Marriage records are a part of the civil registration, introduced in 1811 or slightly earlier in Limburg and Zeeuws-Vlaanderen. Marriage records contain the following information:
- Name, age, profession and place of birth and residence of the bride and groom
- Names of their parents, and if they are still alive their professions and place of residence
- If any: names of previous spouses (either divorced or deceased)
- Name, age, profession and place of residence for 4 witnesses
Marriage records are written on the day of the marriage. Since the introduction of the civil registration, church marriages were not legally binding. Religious people typically married twice: once for the church and once for the law. This doesn’t even have to be on the same day, some people marry for the church months or years after they get married for the law, but usually the civil and church marriage dates are pretty close. The only legal marriage is the one before the civil registration.
Before a couple can get married, they had to turn over many different documents:
- Birth certificates for bride and groom
- Death certificates for any deceased parents. In the early days of the civil registration death certificates of the grandparents were required as well if both parents were dead.
- Death certificates for deceased previous spouses.
- If parents were absent: Document of their consent.
- Certificate to proove the groom fulfilled his military duties. This document often includes a physical description.
- In case of poor people: a declaration of poverty, which meant they didn’t have to pay the legal fees.
These documents were stored as well. They are called ‘marriage appendices’ (huwelijksbijlagen).
Where to find
Marriage records and the appendices are public after 75 years. The marriage records can be found at both the provincial archives and local archives. The appendices are not duplicated and can only be found at the provincial archives.
All of the provincial archives are working on making their public marriage records available online in the website WieWasWie.

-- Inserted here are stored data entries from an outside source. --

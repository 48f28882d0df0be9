pub mod auth;
pub mod export;
pub mod problem;
pub mod rubric;
pub mod submission;
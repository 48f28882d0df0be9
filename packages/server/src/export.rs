//! Renders the full submission list into an Excel workbook.
//!
//! Every submission in the store appears as one row, whether or not it has
//! been evaluated yet; unevaluated score cells render as 0, not blank. The
//! status cell is tinted green for evaluated rows and red for pending ones.

use std::path::{Path, PathBuf};

use chrono::Utc;
use rust_xlsxwriter::{Color, Format, FormatAlign, Workbook};

use common::submission::{Submission, SubmissionStatus};

pub const SHEET_NAME: &str = "Hackathon Scores";

/// Header row, one entry per column.
pub const HEADERS: [&str; 29] = [
    "Candidate ID",
    "Candidate Name",
    "Email",
    "Problem ID",
    "GitHub Link",
    "Submission Time",
    "Status",
    "DB Schema",
    "DB PL/SQL",
    "DB Procedures",
    "DB Total",
    "API Design",
    "API Integration",
    "API Docs",
    "API Total",
    "Code Architecture",
    "Code Error Handling",
    "Code Organization",
    "Code Total",
    "Unit Tests",
    "Integration Tests",
    "README",
    "Testing Total",
    "Docker Bonus",
    "UI Bonus",
    "Bonus Total",
    "Total Score",
    "Evaluator",
    "Notes",
];

/// Column index of the tinted status cell.
pub const STATUS_COLUMN: usize = 6;
/// Column index of the overall total.
pub const TOTAL_SCORE_COLUMN: usize = 26;

const HEADER_BG: Color = Color::RGB(0x366092);
const EVALUATED_BG: Color = Color::RGB(0xC6EFCE);
const PENDING_BG: Color = Color::RGB(0xFFC7CE);

#[derive(Debug, thiserror::Error)]
pub enum ExportError {
    #[error("failed to build workbook: {0}")]
    Xlsx(#[from] rust_xlsxwriter::XlsxError),
    #[error("failed to write export file: {0}")]
    Io(#[from] std::io::Error),
}

/// One spreadsheet cell.
#[derive(Clone, Debug, PartialEq)]
pub enum Cell {
    Text(String),
    Number(f64),
}

/// Flatten one submission into its 29 export cells.
pub fn submission_row(sub: &Submission) -> Vec<Cell> {
    // Pending rows render zeroed score blocks.
    let scores = sub.scores.clone().unwrap_or_default();

    vec![
        Cell::Text(sub.candidate_id.clone()),
        Cell::Text(sub.candidate_name.clone()),
        Cell::Text(sub.candidate_email.clone()),
        Cell::Text(sub.problem_id.clone()),
        Cell::Text(sub.github_link.clone()),
        Cell::Text(sub.submission_time.to_rfc3339()),
        Cell::Text(sub.status.to_string()),
        Cell::Number(scores.database_layer.schema_design),
        Cell::Number(scores.database_layer.plsql_packages),
        Cell::Number(scores.database_layer.procedures_functions),
        Cell::Number(scores.database_layer.total),
        Cell::Number(scores.rest_api_layer.api_design),
        Cell::Number(scores.rest_api_layer.integration),
        Cell::Number(scores.rest_api_layer.documentation),
        Cell::Number(scores.rest_api_layer.total),
        Cell::Number(scores.code_quality.architecture),
        Cell::Number(scores.code_quality.error_handling),
        Cell::Number(scores.code_quality.code_organization),
        Cell::Number(scores.code_quality.total),
        Cell::Number(scores.testing_documentation.unit_tests),
        Cell::Number(scores.testing_documentation.integration_tests),
        Cell::Number(scores.testing_documentation.readme),
        Cell::Number(scores.testing_documentation.total),
        Cell::Number(scores.bonus.docker_setup),
        Cell::Number(scores.bonus.ui_implementation),
        Cell::Number(scores.bonus.total),
        Cell::Number(sub.total_score),
        Cell::Text(sub.evaluator_name.clone()),
        Cell::Text(sub.evaluator_notes.clone()),
    ]
}

/// Write every submission into a timestamped workbook under `dir` and return
/// its path. Prior export files are left in place.
pub fn write_workbook(submissions: &[Submission], dir: &Path) -> Result<PathBuf, ExportError> {
    let mut workbook = Workbook::new();
    let sheet = workbook.add_worksheet();
    sheet.set_name(SHEET_NAME)?;

    let header_format = Format::new()
        .set_bold()
        .set_font_color(Color::White)
        .set_background_color(HEADER_BG)
        .set_align(FormatAlign::Center)
        .set_align(FormatAlign::VerticalCenter);

    for (col, header) in HEADERS.iter().enumerate() {
        let col = col as u16;
        sheet.write_string_with_format(0, col, *header, &header_format)?;
        sheet.set_column_width(col, (header.len() + 2).max(15) as f64)?;
    }

    let evaluated_format = Format::new().set_background_color(EVALUATED_BG);
    let pending_format = Format::new().set_background_color(PENDING_BG);

    for (i, sub) in submissions.iter().enumerate() {
        let row = (i + 1) as u32;
        let status_format = match sub.status {
            SubmissionStatus::Evaluated => &evaluated_format,
            SubmissionStatus::Pending => &pending_format,
        };

        for (col, cell) in submission_row(sub).into_iter().enumerate() {
            let col = col as u16;
            match cell {
                Cell::Text(s) if col as usize == STATUS_COLUMN => {
                    sheet.write_string_with_format(row, col, &s, status_format)?;
                }
                Cell::Text(s) => {
                    sheet.write_string(row, col, &s)?;
                }
                Cell::Number(n) => {
                    sheet.write_number(row, col, n)?;
                }
            }
        }
    }

    std::fs::create_dir_all(dir)?;
    let filename = format!(
        "hackathon_scores_{}.xlsx",
        Utc::now().format("%Y%m%d_%H%M%S")
    );
    let path = dir.join(filename);
    workbook.save(&path)?;

    Ok(path)
}

#[cfg(test)]
mod tests {
    use super::*;
    use chrono::Utc;
    use serde_json::json;

    use common::scoring::ScoreSheet;
    use common::submission::SubmissionMethod;

    fn pending(name: &str) -> Submission {
        Submission {
            candidate_id: format!("id-{name}"),
            candidate_name: name.into(),
            candidate_email: String::new(),
            problem_id: "problem_2".into(),
            submission_type: SubmissionMethod::Github,
            github_link: "http://x".into(),
            file_path: None,
            submission_time: Utc::now(),
            status: SubmissionStatus::Pending,
            scores: None,
            total_score: 0.0,
            evaluator_name: String::new(),
            evaluator_notes: String::new(),
            evaluation_time: None,
        }
    }

    fn evaluated(name: &str) -> Submission {
        let raw = match json!({
            "db_schema": 8, "db_plsql": 7, "db_procedures": 9,
            "api_design": 9, "api_integration": 8, "api_docs": 4,
            "code_architecture": 7, "code_error_handling": 5, "code_organization": 5,
            "test_unit": 4, "test_integration": 4, "test_readme": 4,
            "bonus_docker": 3, "bonus_ui": 2,
        }) {
            serde_json::Value::Object(map) => map,
            _ => unreachable!(),
        };
        let sheet = ScoreSheet::from_raw(&raw);
        let total = sheet.total();

        let mut sub = pending(name);
        sub.status = SubmissionStatus::Evaluated;
        sub.total_score = total;
        sub.scores = Some(sheet);
        sub.evaluator_name = "Priya".into();
        sub.evaluation_time = Some(Utc::now());
        sub
    }

    #[test]
    fn rows_have_one_cell_per_header() {
        assert_eq!(submission_row(&pending("a")).len(), HEADERS.len());
        assert_eq!(submission_row(&evaluated("b")).len(), HEADERS.len());
    }

    #[test]
    fn total_score_cell_matches_the_record() {
        let sub = evaluated("a");
        let row = submission_row(&sub);

        assert_eq!(HEADERS[TOTAL_SCORE_COLUMN], "Total Score");
        assert_eq!(row[TOTAL_SCORE_COLUMN], Cell::Number(79.0));
        assert_eq!(row[STATUS_COLUMN], Cell::Text("evaluated".into()));
    }

    #[test]
    fn pending_rows_render_zero_scores_not_blanks() {
        let row = submission_row(&pending("a"));

        for cell in &row[7..=25] {
            assert_eq!(*cell, Cell::Number(0.0));
        }
        assert_eq!(row[TOTAL_SCORE_COLUMN], Cell::Number(0.0));
    }

    #[test]
    fn workbook_lands_in_the_export_dir_with_a_timestamped_name() {
        let dir = tempfile::tempdir().expect("tempdir");
        let subs = vec![pending("a"), evaluated("b")];

        let path = write_workbook(&subs, dir.path()).expect("write workbook");

        let name = path.file_name().and_then(|n| n.to_str()).expect("file name");
        assert!(name.starts_with("hackathon_scores_"));
        assert!(name.ends_with(".xlsx"));
        // xlsx is a zip container.
        let bytes = std::fs::read(&path).expect("read workbook");
        assert_eq!(&bytes[..2], b"PK");
    }

    #[test]
    fn empty_store_still_produces_a_workbook() {
        let dir = tempfile::tempdir().expect("tempdir");
        let path = write_workbook(&[], dir.path()).expect("write workbook");
        assert!(path.exists());
    }
}
use axum::Json;
use axum::extract::Path;
use tracing::instrument;

use common::catalog::{self, Problem};

use crate::error::{AppError, ErrorBody};

/// List the problem catalog.
#[utoipa::path(
    get,
    path = "/",
    tag = "Problems",
    operation_id = "listProblems",
    summary = "List all hackathon problems",
    responses(
        (status = 200, description = "The fixed problem catalog", body = Vec<Problem>),
    ),
)]
#[instrument]
pub async fn list_problems() -> Json<Vec<Problem>> {
    Json(catalog::all().to_vec())
}

/// Get a single problem by ID.
#[utoipa::path(
    get,
    path = "/{id}",
    tag = "Problems",
    operation_id = "getProblem",
    summary = "Get one problem statement",
    params(
        ("id" = String, Path, description = "Problem ID, e.g. problem_2")
    ),
    responses(
        (status = 200, description = "Problem details", body = Problem),
        (status = 404, description = "Problem not found (NOT_FOUND)", body = ErrorBody),
    ),
)]
#[instrument]
pub async fn get_problem(Path(id): Path<String>) -> Result<Json<Problem>, AppError> {
    catalog::get(&id)
        .cloned()
        .map(Json)
        .ok_or_else(|| AppError::NotFound(format!("Problem '{id}' not found")))
}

Dutch Genealogy source score
Amount of information about births, marriages, deaths
Amount of background information about your ancestors
Online availability of scans
Online availability of indexes or transcriptions
Easy to understand if you don’t know Dutch
Thanks, this explains a lot of birth events with my ancestors in Zealand. Especially in one case when the child was born one month before the civil marriage. Both parents are listed on the birth notice so I know that the child was not born out of wedlock. Thanks the explanation of the church and civil marriages being separate helps solve a mystery.
I’m not sure I follow. If the child was born a month before the civil marriage, then the child was born out of wedlock. The fact that both parents are mentioned on the birth record doesn’t say the child was legitimate, just that the father acknowledged the child. The specific wording of the record is important to see what the child’s legal status was. Also, I’ve not seen cases where the church marriage was before the civil marriage, only the other way around.
I am trying to find out which Amsterdam Catholic Church my parents were married in. My parents wedding was on 21 January 1940. Their names were Thomas W J Grondman and Maria Agnes Wojak. Are you able to find out which church it was?
What a wonderful site. I am trying to find the dates of my dutch grandparents marriage. So their marriage certificate. How would I go a out this? Also, is there any way I can find out the dates their last passports were issued? They are both deceased.
Many thanks in advance.
Here are some free websites you can search: https://www.dutchgenealogy.nl/free-alternatives-to-wiewaswie/
I don’t know any sources that record when passports were issued.